Recent elevation changes of Svalbard glaciers derived from ICESat laser altimetry

We have tested three methods for estimating 2003–2008 elevation changes of Svalbard glaciers from multi-temporal ICESat laser altimetry: (a) linear interpolation of crossover points between ascending and descending tracks, (b) projection of near repeat-tracks onto common locations using Digital Elevation Models (DEMs), and (c) least-squares fitting of rigid planes to segments of repeat-track data assuming a constant elevation change rate. The two repeat-track methods yield similar results and compare well to the more accurate, but sparsely sampled, crossover points.

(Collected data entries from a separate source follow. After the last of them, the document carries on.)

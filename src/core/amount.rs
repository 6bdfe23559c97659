//! Satoshi ↔ BTC rendering with integer arithmetic only

use bitcoin::Amount;

pub const SATS_PER_BTC: u64 = 100_000_000;

/// Render satoshis in BTC with all eight decimal places (`150000` → `0.00150000`).
pub fn format_btc_amount(amount_sat: u64) -> String {
    let whole = amount_sat / SATS_PER_BTC;
    let frac = amount_sat % SATS_PER_BTC;
    format!("{}.{:08}", whole, frac)
}

/// Same as [`format_btc_amount`] for a signed record value; keeps the sign.
pub fn format_signed_btc_amount(amount_sat: i64) -> String {
    let sign = if amount_sat < 0 { "-" } else { "" };
    format!("{}{}", sign, format_btc_amount(amount_sat.unsigned_abs()))
}

pub fn btc(amount: Amount) -> String { format_btc_amount(amount.to_sat()) }

#[cfg(test)]
mod tests {
    use super::*;
    use bitcoin::Denomination;

    #[test]
    fn converts_without_float_drift() {
        assert_eq!(format_btc_amount(150_000), "0.00150000");
        assert_eq!(format_btc_amount(1), "0.00000001");
        assert_eq!(format_btc_amount(100_000_000), "1.00000000");
        assert_eq!(format_btc_amount(0), "0.00000000");
        assert_eq!(format_btc_amount(2_100_000_000_000_000), "21000000.00000000");
    }

    #[test]
    fn agrees_with_bitcoin_denomination_parser() {
        for sats in [1u64, 1_000, 150_000, 99_999_999, 100_000_000, 123_456_789] {
            let parsed = Amount::from_str_in(&format_btc_amount(sats), Denomination::Bitcoin).unwrap();
            assert_eq!(parsed.to_sat(), sats);
        }
    }

    #[test]
    fn negative_amounts_keep_sign() {
        assert_eq!(format_signed_btc_amount(-1000), "-0.00001000");
        assert_eq!(format_signed_btc_amount(1000), "0.00001000");
    }
}
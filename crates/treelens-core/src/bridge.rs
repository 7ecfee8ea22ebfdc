//! The bridge: the backend's channel to a remote inspector.
//!
//! [`Bridge`] is the minimum capability surface the backend needs from a
//! transport. [`ChannelBridge`] is an in-process implementation: outbound
//! traffic goes into a tokio channel of [`BridgeFrame`]s and inbound commands
//! are delivered with [`ChannelBridge::dispatch`]. Transports such as the Unix
//! socket server in [`crate::ipc`] sit on top of it.

use std::collections::HashMap;
use std::sync::{Arc, Mutex, PoisonError};

use tokio::sync::mpsc;
use tracing::debug;

use crate::handle::NodeId;
use crate::protocol::{BridgeFrame, InboundCommand, InboundEvent, OutboundMessage};

/// Handler for one kind of inbound command.
pub type CommandHandler = Arc<dyn Fn(InboundCommand) + Send + Sync>;

/// Message channel to a remote inspector. Order is preserved per direction.
pub trait Bridge: Send + Sync {
    /// Sends a message to the inspector.
    fn send(&self, message: OutboundMessage);

    /// Registers a handler for inbound commands of kind `event`.
    fn on(&self, event: InboundEvent, handler: CommandHandler);

    /// Tells the inspector side to drop anything it keyed by `id`.
    fn forget(&self, id: &NodeId);
}

/// A [`Bridge`] backed by an unbounded tokio channel.
pub struct ChannelBridge {
    frame_tx: mpsc::UnboundedSender<BridgeFrame>,
    handlers: Mutex<HashMap<InboundEvent, Vec<CommandHandler>>>,
}

impl ChannelBridge {
    /// Creates a bridge and the receiving end of its outbound frames.
    pub fn new() -> (Arc<Self>, mpsc::UnboundedReceiver<BridgeFrame>) {
        let (frame_tx, frame_rx) = mpsc::unbounded_channel();
        let bridge = Arc::new(Self {
            frame_tx,
            handlers: Mutex::new(HashMap::new()),
        });
        (bridge, frame_rx)
    }

    /// Delivers an inbound command to its handlers.
    ///
    /// Returns false if nothing was registered for the command.
    pub fn dispatch(&self, command: InboundCommand) -> bool {
        let event = command.event();
        let handlers = self
            .handlers
            .lock()
            .unwrap_or_else(PoisonError::into_inner)
            .get(&event)
            .cloned()
            .unwrap_or_default();
        if handlers.is_empty() {
            debug!(event = event.name(), "no handler for inbound command");
            return false;
        }
        for handler in handlers {
            handler(command.clone());
        }
        true
    }

    /// Sends an error notice to the inspector side.
    pub fn report_error(&self, message: impl Into<String>) {
        self.push(BridgeFrame::Error {
            message: message.into(),
        });
    }

    fn push(&self, frame: BridgeFrame) {
        // The receiver is gone once the transport closed.
        let _ = self.frame_tx.send(frame);
    }
}

impl Bridge for ChannelBridge {
    fn send(&self, message: OutboundMessage) {
        self.push(BridgeFrame::Event { event: message });
    }

    fn on(&self, event: InboundEvent, handler: CommandHandler) {
        self.handlers
            .lock()
            .unwrap_or_else(PoisonError::into_inner)
            .entry(event)
            .or_default()
            .push(handler);
    }

    fn forget(&self, id: &NodeId) {
        self.push(BridgeFrame::Forget { id: id.clone() });
    }
}
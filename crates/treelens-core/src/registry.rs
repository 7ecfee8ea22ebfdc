//! Identity registry: one opaque id per live component handle.
//!
//! The registry never keeps a component alive. Entries hold [`WeakOpaque`]
//! references, and cleanup is driven by explicit unmount notifications via
//! [`IdentityRegistry::forget`]. An entry whose handle was dropped without an
//! unmount is treated as absent.

use std::collections::HashMap;
use std::sync::Arc;

use crate::handle::{opaque_address, weak_address, Handle, HandleKey, NodeId, WeakOpaque};

struct Entry {
    id: NodeId,
    handle: WeakOpaque,
}

/// Bidirectional, non-owning handle <-> id association.
#[derive(Default)]
pub struct IdentityRegistry {
    ids: HashMap<usize, Entry>,
    handles: HashMap<NodeId, WeakOpaque>,
}

impl IdentityRegistry {
    pub fn new() -> Self {
        Self::default()
    }

    /// Returns the id for `handle`, minting one on first sight.
    ///
    /// Primitive handles are their own id and are never stored.
    pub fn get_id(&mut self, handle: &Handle) -> NodeId {
        let value = match handle {
            Handle::Primitive(text) => return NodeId::from(text.as_str()),
            Handle::Instance(value) => value,
        };
        if let Some(id) = self.lookup(handle) {
            return id;
        }

        let address = opaque_address(value);
        if let Some(stale) = self.ids.remove(&address) {
            self.handles.remove(&stale.id);
        }

        let id = NodeId::mint();
        let weak = Arc::downgrade(value);
        self.handles.insert(id.clone(), weak.clone());
        self.ids.insert(address, Entry { id: id.clone(), handle: weak });
        id
    }

    /// Returns the id for `handle` without minting one.
    pub fn lookup(&self, handle: &Handle) -> Option<NodeId> {
        match handle {
            Handle::Primitive(text) => Some(NodeId::from(text.as_str())),
            Handle::Instance(value) => {
                let entry = self.ids.get(&opaque_address(value))?;
                // A dead weak means the handle went away without an unmount.
                (entry.handle.strong_count() > 0).then(|| entry.id.clone())
            }
        }
    }

    /// Reverse lookup, only while the handle is still alive.
    pub fn handle_for(&self, id: &NodeId) -> Option<Handle> {
        self.handles.get(id)?.upgrade().map(Handle::Instance)
    }

    /// Drops both directions of the association for `handle`.
    pub fn forget(&mut self, handle: &Handle) {
        let HandleKey::Address(address) = handle.key() else {
            return;
        };
        if let Some(entry) = self.ids.remove(&address) {
            if self
                .handles
                .get(&entry.id)
                .is_some_and(|weak| weak_address(weak) == address)
            {
                self.handles.remove(&entry.id);
            }
        }
    }

    /// Number of tracked object handles.
    pub fn len(&self) -> usize {
        self.ids.len()
    }

    pub fn is_empty(&self) -> bool {
        self.ids.is_empty()
    }
}
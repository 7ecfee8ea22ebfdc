//! Node records: the backend's shadow snapshot of a mounted component.
//!
//! A [`NodeRecord`] is what the host framework hands to the backend on mount
//! and update. It carries internal references (the element type and the
//! update capability) that never leave the process; [`NodeProjection`] is the
//! serializable view sent to a remote inspector.

use std::fmt;
use std::sync::Arc;

use serde::{Deserialize, Serialize};
use serde_json::Value;

use crate::document::Document;
use crate::handle::{Handle, NodeId, Opaque};

/// Kind of node in the host framework's tree.
#[derive(Debug, Clone, Copy, PartialEq, Eq, Default, Serialize, Deserialize)]
pub enum NodeType {
    /// A user-defined component with its own state.
    #[default]
    Composite,
    /// A platform element (a view, a DOM node...).
    Native,
    /// A text run.
    Text,
    /// A framework-internal wrapper around the top-level element.
    Wrapper,
    /// Renders nothing.
    Empty,
}

/// Re-render hooks supplied by a component.
///
/// `force_update` only requests a render; the backend emits the resulting
/// `update` event itself, so hosts should not report a render triggered this
/// way a second time.
pub trait UpdateCapability: Send + Sync {
    /// Merges `patch` into the component's state and schedules a render.
    fn set_state(&self, patch: Value);

    /// Re-renders the component from its current data.
    fn force_update(&self);

    /// Whether [`force_update`](Self::force_update) actually does anything.
    fn can_force_update(&self) -> bool {
        true
    }

    /// The component's public instance, for ad-hoc inspection.
    fn public_instance(&self) -> Option<Opaque>;
}

/// Render state of one mounted component.
#[derive(Clone, Default)]
pub struct NodeRecord {
    pub node_type: NodeType,
    pub name: Option<String>,
    pub key: Option<String>,
    /// The host's element type. Internal; never serialized.
    pub element_type: Option<Opaque>,
    pub text: Option<String>,
    pub state: Option<Document>,
    pub props: Option<Document>,
    pub context: Option<Document>,
    pub children: Vec<Handle>,
    /// Internal; never serialized.
    pub updater: Option<Arc<dyn UpdateCapability>>,
}

impl NodeRecord {
    pub fn new(node_type: NodeType) -> Self {
        Self {
            node_type,
            ..Self::default()
        }
    }

    /// A composite component record with a display name.
    pub fn composite(name: impl Into<String>) -> Self {
        Self {
            name: Some(name.into()),
            ..Self::new(NodeType::Composite)
        }
    }

    /// A text node record.
    pub fn text(text: impl Into<String>) -> Self {
        Self {
            text: Some(text.into()),
            ..Self::new(NodeType::Text)
        }
    }

    pub fn with_key(mut self, key: impl Into<String>) -> Self {
        self.key = Some(key.into());
        self
    }

    /// Sets the state document. Pass a shared [`Document`] to let mutations
    /// reach the component's live state.
    pub fn with_state(mut self, state: impl Into<Document>) -> Self {
        self.state = Some(state.into());
        self
    }

    pub fn with_props(mut self, props: impl Into<Document>) -> Self {
        self.props = Some(props.into());
        self
    }

    pub fn with_context(mut self, context: impl Into<Document>) -> Self {
        self.context = Some(context.into());
        self
    }

    pub fn with_children(mut self, children: Vec<Handle>) -> Self {
        self.children = children;
        self
    }

    pub fn with_element_type(mut self, element_type: Opaque) -> Self {
        self.element_type = Some(element_type);
        self
    }

    pub fn with_updater(mut self, updater: Arc<dyn UpdateCapability>) -> Self {
        self.updater = Some(updater);
        self
    }

    /// True if the component can be re-rendered on request.
    pub fn can_update(&self) -> bool {
        self.updater.as_ref().is_some_and(|u| u.can_force_update())
    }

    /// Builds the wire projection, resolving each child to its id.
    pub fn project(&self, id: NodeId, mut child_id: impl FnMut(&Handle) -> NodeId) -> NodeProjection {
        NodeProjection {
            id,
            node_type: self.node_type,
            name: self.name.clone(),
            key: self.key.clone(),
            text: self.text.clone(),
            state: self.state.as_ref().map(Document::snapshot),
            props: self.props.as_ref().map(Document::snapshot),
            context: self.context.as_ref().map(Document::snapshot),
            children: self.children.iter().map(&mut child_id).collect(),
            can_update: self.can_update(),
        }
    }
}

impl fmt::Debug for NodeRecord {
    fn fmt(&self, f: &mut fmt::Formatter<'_>) -> fmt::Result {
        f.debug_struct("NodeRecord")
            .field("node_type", &self.node_type)
            .field("name", &self.name)
            .field("key", &self.key)
            .field("text", &self.text)
            .field("state", &self.state)
            .field("props", &self.props)
            .field("context", &self.context)
            .field("children", &self.children.len())
            .field("updater", &self.updater.as_ref().map(|_| "<UpdateCapability>"))
            .finish()
    }
}

/// Serializable view of a [`NodeRecord`], as sent in `mount` and `update`.
#[derive(Debug, Clone, PartialEq, Serialize, Deserialize)]
#[serde(rename_all = "camelCase")]
pub struct NodeProjection {
    pub id: NodeId,
    pub node_type: NodeType,
    #[serde(default, skip_serializing_if = "Option::is_none")]
    pub name: Option<String>,
    #[serde(default, skip_serializing_if = "Option::is_none")]
    pub key: Option<String>,
    #[serde(default, skip_serializing_if = "Option::is_none")]
    pub text: Option<String>,
    #[serde(default, skip_serializing_if = "Option::is_none")]
    pub state: Option<Value>,
    #[serde(default, skip_serializing_if = "Option::is_none")]
    pub props: Option<Value>,
    #[serde(default, skip_serializing_if = "Option::is_none")]
    pub context: Option<Value>,
    #[serde(default)]
    pub children: Vec<NodeId>,
    pub can_update: bool,
}
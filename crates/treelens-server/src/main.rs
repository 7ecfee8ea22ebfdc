use std::sync::Arc;
use std::time::Duration;

use clap::Parser;
use tokio::signal::unix::{signal, SignalKind};
use tokio::sync::broadcast::{self, error::RecvError};
use tokio::task::JoinHandle;
use tracing::{debug, info, warn};
use tracing_subscriber::EnvFilter;

mod demo;
use demo::{DemoApp, DemoFramework};

use treelens_core::backend::Backend;
use treelens_core::config::{logs_dir, TreelensConfig};
use treelens_core::events::BackendEvent;
use treelens_core::ipc::BridgeServer;
use treelens_core::poller::{PollerConfig, SelectionPoller};

#[derive(Parser)]
#[command(name = "treelens-server")]
#[command(about = "Serves a demo component tree to a treelens inspector")]
struct Args {
    /// Session name for the bridge socket
    #[arg(short, long, default_value = "default", env = "TREELENS_SESSION")]
    session: String,

    /// Selection polling interval in milliseconds (overrides the config file)
    #[arg(long)]
    poll_ms: Option<u64>,

    /// Advance the demo counter every N milliseconds (0 disables)
    #[arg(long, default_value_t = 0)]
    tick_ms: u64,

    /// Point the framework's tooling at this demo component on startup
    #[arg(long)]
    inspect: Option<String>,
}

#[tokio::main]
async fn main() -> Result<(), Box<dyn std::error::Error>> {
    let args = Args::parse();

    // Setup logging
    let log_dir = logs_dir();
    let file_appender = tracing_appender::rolling::never(&log_dir, "treelens-server.log");
    tracing_subscriber::fmt()
        .with_env_filter(
            EnvFilter::try_from_default_env().unwrap_or_else(|_| EnvFilter::new("info")),
        )
        .with_writer(file_appender)
        .with_ansi(false)
        .init();

    info!(session = %args.session, "Starting treelens-server");

    let mut config = TreelensConfig::load();
    if let Some(poll_ms) = args.poll_ms {
        config.selection_poll_ms = poll_ms;
    }

    let framework = DemoFramework::new();
    let backend = Backend::with_host(config, framework.clone());
    let demo = Arc::new(DemoApp::mount(&backend, &framework)?);

    if let Some(name) = &args.inspect {
        match demo.find(name) {
            Some(component) => framework.inspect(framework.screen_node(component)),
            None => warn!(component = %name, "no such demo component"),
        }
    }

    let poller = SelectionPoller::spawn(backend.clone(), PollerConfig::from(backend.config()));
    let ticker = (args.tick_ms > 0).then(|| {
        spawn_ticker(
            backend.clone(),
            demo.clone(),
            Duration::from_millis(args.tick_ms),
        )
    });

    let server = BridgeServer::new(backend.clone(), &args.session);
    let mut events = backend.subscribe();
    let mut sigterm = signal(SignalKind::terminate())?;

    tokio::select! {
        result = server.run() => {
            if let Err(e) = result {
                info!(error = %e, "Bridge server exited");
            }
        }
        _ = wait_for_shutdown(&mut events) => {
            info!("Shutdown requested by inspector");
        }
        _ = tokio::signal::ctrl_c() => {
            info!("Received SIGINT");
        }
        _ = sigterm.recv() => {
            info!("Received SIGTERM");
        }
    }

    info!("Cleaning up");
    if let Some(ticker) = ticker {
        ticker.abort();
    }
    poller.stop().await;
    backend.detach_bridge();
    info!(renders = demo.counter.renders(), "Counter render count");
    // Dropping the server removes its socket.
    drop(server);
    info!("Server stopped");

    Ok(())
}

/// Resolves once the backend emits `shutdown`.
async fn wait_for_shutdown(events: &mut broadcast::Receiver<BackendEvent>) {
    loop {
        match events.recv().await {
            Ok(BackendEvent::Shutdown) => return,
            Ok(_) => {}
            Err(RecvError::Lagged(skipped)) => {
                debug!(skipped, "shutdown watcher lagged behind backend events");
            }
            Err(RecvError::Closed) => std::future::pending::<()>().await,
        }
    }
}

fn spawn_ticker(backend: Arc<Backend>, demo: Arc<DemoApp>, period: Duration) -> JoinHandle<()> {
    tokio::spawn(async move {
        let mut interval = tokio::time::interval(period);
        // The first tick completes immediately.
        interval.tick().await;
        loop {
            interval.tick().await;
            demo.tick(&backend);
        }
    })
}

Most glacier regions in Svalbard have experienced low-elevation thinning combined with high-elevation balance or thickening during 2003–2008. The geodetic mass balance (excluding calving front retreat or advance) of Svalbardʹs 34,600 km2 glaciers is estimated to be −4.3 ± 1.4 Gt y−1, corresponding to an area-averaged water equivalent (w.e.) balance of −0.12 ± 0.04 m w.e. y−1. The largest ice losses have occurred in the west and south, while northeastern Spitsbergen and the Austfonna ice cap have gained mass. Winter and summer elevation changes derived from the same methods indicate that the spatial gradient in mass balance is mainly due to a larger summer season thinning in the west and the south than in the northeast. Our findings are consistent with in-situ mass balance measurements from the same period, confirming that repeat-track satellite altimetry can be a valuable tool for monitoring short term elevation changes of Arctic glaciers.